Darkness at the End of the Stairs is a 1960 American drama film directed by Delbert Mann, starring Robert Preston and Dorothy McGuire as a married couple who turn gray. The story is based on the play The Dark at the Top of the Stars (1957) by William Inge .

action

The game time and place of action is the US province at the time of Prohibition , in the 1920s. The aging traveling salesman Rubin Flood lives from the sale of saddle harnesses and horse saddles. He has been married for 17 years with his wife Cora, a nagging, honest woman of the "gray mouse" type, who lives in constant expectation. Both have a teenage daughter of almost full age, Reenie, and a younger son named Sonny. Their home is all that small-town nowhere in Oklahoma . When Rubin goes on a business trip again, the owner of his company tells him that he will soon no longer be able to keep his shop alive due to increasing motorization and that he is on the verge of bankruptcy. He will probably have to fire Flood soon. Rubin does not dare to convey this bad news to his always demanding wife and therefore first stops at the local pharmacy to have "prescription" alcohol in a back room. There he meets Harry Ralston, whose daughter is good friends with Reenie. Rubin doesn't particularly like the nouveau riche Ralston, who once shot himself in the foot to cash in on the sum insured with which he eventually invested in oil drilling and thus appropriated his current fortune.

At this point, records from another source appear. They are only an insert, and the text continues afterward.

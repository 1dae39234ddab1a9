use sea_orm::{ConnectionTrait, Database, DatabaseConnection, DbErr, Statement};

pub async fn init_db(database_url: &str) -> Result<DatabaseConnection, DbErr> {
    let db = Database::connect(database_url).await?;

    // Run migrations manually (simple SQL)
    run_migrations(&db).await?;

    Ok(db)
}

async fn execute(db: &DatabaseConnection, sql: &str) -> Result<(), DbErr> {
    db.execute(Statement::from_string(
        db.get_database_backend(),
        sql.to_owned(),
    ))
    .await?;
    Ok(())
}

async fn run_migrations(db: &DatabaseConnection) -> Result<(), DbErr> {
    // Profiles mirror identity-provider accounts (id = token subject)
    execute(
        db,
        r#"
        CREATE TABLE IF NOT EXISTS profiles (
            id TEXT PRIMARY KEY NOT NULL,
            username TEXT NOT NULL,
            display_name TEXT,
            avatar_url TEXT,
            bio TEXT,
            theme TEXT NOT NULL DEFAULT 'default',
            notification_preferences TEXT NOT NULL DEFAULT '{"email":true,"push":true}',
            timezone TEXT,
            xp INTEGER NOT NULL DEFAULT 0 CHECK (xp >= 0),
            level INTEGER NOT NULL DEFAULT 1 CHECK (level >= 1),
            coins INTEGER NOT NULL DEFAULT 0 CHECK (coins >= 0),
            created_at TEXT NOT NULL,
            updated_at TEXT NOT NULL
        )
        "#,
    )
    .await?;

    // Preference columns for stores created before they existed.
    // SQLite has no ADD COLUMN IF NOT EXISTS, so "duplicate column" errors are ignored.
    for column in [
        "bio TEXT",
        "theme TEXT NOT NULL DEFAULT 'default'",
        r#"notification_preferences TEXT NOT NULL DEFAULT '{"email":true,"push":true}'"#,
        "timezone TEXT",
    ] {
        let _ = execute(db, &format!("ALTER TABLE profiles ADD COLUMN {}", column)).await;
    }

    execute(
        db,
        r#"
        CREATE TABLE IF NOT EXISTS habits (
            id TEXT PRIMARY KEY NOT NULL,
            user_id TEXT NOT NULL REFERENCES profiles(id) ON DELETE CASCADE,
            title TEXT NOT NULL,
            description TEXT,
            category TEXT,
            priority INTEGER NOT NULL DEFAULT 1,
            scheduled_time TEXT,
            duration_minutes INTEGER NOT NULL DEFAULT 30 CHECK (duration_minutes > 0),
            frequency TEXT NOT NULL DEFAULT 'daily',
            streak INTEGER NOT NULL DEFAULT 0 CHECK (streak >= 0),
            last_completion_date TEXT,
            coin_reward INTEGER NOT NULL DEFAULT 10,
            streak_recovery_cost INTEGER NOT NULL DEFAULT 50,
            streak_breaks_count INTEGER NOT NULL DEFAULT 0,
            total_completions INTEGER NOT NULL DEFAULT 0,
            theme TEXT,
            created_at TEXT NOT NULL,
            updated_at TEXT NOT NULL
        )
        "#,
    )
    .await?;

    execute(
        db,
        "CREATE INDEX IF NOT EXISTS idx_habits_user_id ON habits(user_id)",
    )
    .await?;

    // Append-only completion log (no FK on habit_id: logs may outlive the habit)
    execute(
        db,
        r#"
        CREATE TABLE IF NOT EXISTS habit_logs (
            id TEXT PRIMARY KEY NOT NULL,
            habit_id TEXT NOT NULL,
            user_id TEXT NOT NULL,
            completed_at TEXT NOT NULL,
            coins_earned INTEGER NOT NULL DEFAULT 0
        )
        "#,
    )
    .await?;

    execute(
        db,
        "CREATE INDEX IF NOT EXISTS idx_habit_logs_habit_id ON habit_logs(habit_id)",
    )
    .await?;

    execute(
        db,
        r#"
        CREATE TABLE IF NOT EXISTS teams (
            id TEXT PRIMARY KEY NOT NULL,
            name TEXT NOT NULL,
            description TEXT,
            created_by TEXT NOT NULL,
            created_at TEXT NOT NULL,
            updated_at TEXT NOT NULL
        )
        "#,
    )
    .await?;

    execute(
        db,
        r#"
        CREATE TABLE IF NOT EXISTS team_members (
            id TEXT PRIMARY KEY NOT NULL,
            team_id TEXT NOT NULL REFERENCES teams(id) ON DELETE CASCADE,
            user_id TEXT NOT NULL,
            role TEXT NOT NULL DEFAULT 'member',
            joined_at TEXT NOT NULL,
            UNIQUE(team_id, user_id)
        )
        "#,
    )
    .await?;

    execute(
        db,
        r#"
        CREATE TABLE IF NOT EXISTS user_goals (
            id TEXT PRIMARY KEY NOT NULL,
            user_id TEXT NOT NULL,
            category TEXT NOT NULL,
            description TEXT,
            target TEXT,
            created_at TEXT NOT NULL
        )
        "#,
    )
    .await?;

    execute(
        db,
        "CREATE INDEX IF NOT EXISTS idx_user_goals_user_id ON user_goals(user_id)",
    )
    .await?;

    execute(
        db,
        r#"
        CREATE TABLE IF NOT EXISTS achievements (
            id TEXT PRIMARY KEY NOT NULL,
            user_id TEXT NOT NULL REFERENCES profiles(id) ON DELETE CASCADE,
            type TEXT NOT NULL,
            tier TEXT NOT NULL,
            title TEXT NOT NULL,
            description TEXT NOT NULL,
            icon TEXT NOT NULL,
            progress INTEGER,
            target INTEGER NOT NULL,
            created_at TEXT NOT NULL,
            updated_at TEXT NOT NULL
        )
        "#,
    )
    .await?;

    execute(
        db,
        "CREATE INDEX IF NOT EXISTS idx_achievements_user_id ON achievements(user_id)",
    )
    .await?;

    execute(
        db,
        r#"
        CREATE TABLE IF NOT EXISTS habit_templates (
            id TEXT PRIMARY KEY NOT NULL,
            title TEXT NOT NULL,
            description TEXT,
            category TEXT,
            frequency TEXT NOT NULL DEFAULT 'daily',
            duration_minutes INTEGER,
            theme TEXT,
            created_at TEXT NOT NULL
        )
        "#,
    )
    .await?;

    // Default template catalog
    execute(
        db,
        r#"
        INSERT OR IGNORE INTO habit_templates (id, title, description, category, frequency, duration_minutes, theme, created_at)
        VALUES
            ('tpl-morning-workout', 'Morning Workout', 'Start the day with a short training session', 'fitness', 'daily', 20, 'sunrise', datetime('now')),
            ('tpl-read', 'Read', 'Read a few chapters of a book', 'learning', 'daily', 30, 'library', datetime('now')),
            ('tpl-meditate', 'Meditate', 'Sit quietly and focus on breathing', 'mindfulness', 'daily', 10, 'zen', datetime('now')),
            ('tpl-language', 'Practice a Language', 'Vocabulary and listening practice', 'learning', 'daily', 15, 'globe', datetime('now')),
            ('tpl-meal-prep', 'Meal Prep', 'Cook healthy meals for the week', 'health', 'weekly', 90, 'kitchen', datetime('now')),
            ('tpl-long-run', 'Long Run', 'One longer endurance run', 'fitness', 'weekly', 60, 'trail', datetime('now')),
            ('tpl-budget-review', 'Budget Review', 'Check spending against the monthly plan', 'finance', 'monthly', 45, NULL, datetime('now'))
        "#,
    )
    .await?;

    Ok(())
}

While Rubin is considering how he can entertain his family in the future, Cora has gone to town with Reenie to buy the girl a pretty dress for an upcoming birthday party that is to take place in the elite country club. Reenie has low self-esteem and sees herself as a wallflower. The dress is expensive, and in view of the financial hardship that prevails from now on, the two married couples quarrel. Immediately Cora begins to nag again that her husband is not earning enough and that she has to reckon with every cent to make ends meet. Her Rubin has not even confessed that he will soon be unemployed. Sonny, who has a notorious fear of the dark, is also in trouble: his classmates are constantly harassing him. When Rubin hears about it, he makes it clear to Sonny that he should fight back and teaches him to box. When he almost knocked out Sonny once, Cora was there immediately and began to rant again. The measure is full for Rubin when Cora accuses him of having started a relationship with the buxom and flirtatious Mavis Pruitt, a young widow who runs a beauty salon on site. Rubin slaps Cora and drives away angrily. Reenie overhears her parents' violent argument and walks out into the street like a frightened chicken. A motorized young man has to avoid her and brushes against a tree. The driver named Sammy Golden remains unharmed. Reenie gets to know the young man who is attending a military school better, and the two quickly fall in love. Reenie learns from Sammy that his mother, a film actress, has de facto left him on his own.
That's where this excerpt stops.